Problem description> Below are records; report the number of lines in them that include the word "crate", with no other text.

The data>
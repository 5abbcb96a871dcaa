use crate::geom::Rect;
use crate::input::SpeedStep;

/// Number of cells laid out horizontally in the sprite sheet.
pub const SHEET_CELLS: u32 = 6;
/// Host loop rate the playback speed is expressed against.
pub const TICKS_PER_SECOND: u32 = 60;
pub const MIN_FRAME_SPEED: u32 = 1;
pub const MAX_FRAME_SPEED: u32 = 15;
pub const DEFAULT_FRAME_SPEED: u32 = 8;

/// Sprite-sheet playback state.
#[derive(Debug, Clone, Copy)]
pub struct Animator {
    /// Visible cell, 0..SHEET_CELLS.
    frame: u32,
    /// Ticks since the last frame change.
    counter: u32,
    /// Cells shown per second.
    speed: u32,
    sheet_width: f32,
    cell: Rect,
}

impl Animator {
    pub fn new(sheet_width: f32, sheet_height: f32) -> Self {
        Self {
            frame: 0,
            counter: 0,
            speed: DEFAULT_FRAME_SPEED,
            sheet_width,
            cell: Rect::new(0.0, 0.0, sheet_width / SHEET_CELLS as f32, sheet_height),
        }
    }

    /// Count one tick. Returns true when the visible cell changed.
    pub fn advance(&mut self) -> bool {
        self.counter += 1;
        if self.counter < self.ticks_per_frame() {
            return false;
        }

        self.counter = 0;
        self.frame = (self.frame + 1) % SHEET_CELLS;
        self.cell.x = self.frame as f32 * self.sheet_width / SHEET_CELLS as f32;
        true
    }

    /// Apply a speed step, clamped to [MIN_FRAME_SPEED, MAX_FRAME_SPEED].
    /// Returns true if the speed actually changed.
    pub fn adjust_speed(&mut self, step: SpeedStep) -> bool {
        let before = self.speed;
        self.speed = match step {
            SpeedStep::Hold => self.speed,
            SpeedStep::Faster => self.speed + 1,
            SpeedStep::Slower => self.speed.saturating_sub(1),
        }
        .clamp(MIN_FRAME_SPEED, MAX_FRAME_SPEED);
        self.speed != before
    }

    /// Ticks each cell stays on screen: floor(60 / speed).
    pub fn ticks_per_frame(&self) -> u32 {
        TICKS_PER_SECOND / self.speed
    }

    pub fn frame(&self) -> u32 {
        self.frame
    }

    pub fn speed(&self) -> u32 {
        self.speed
    }

    /// Source rectangle of the visible cell in texture space.
    pub fn cell(&self) -> Rect {
        self.cell
    }
}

Output of the task> 2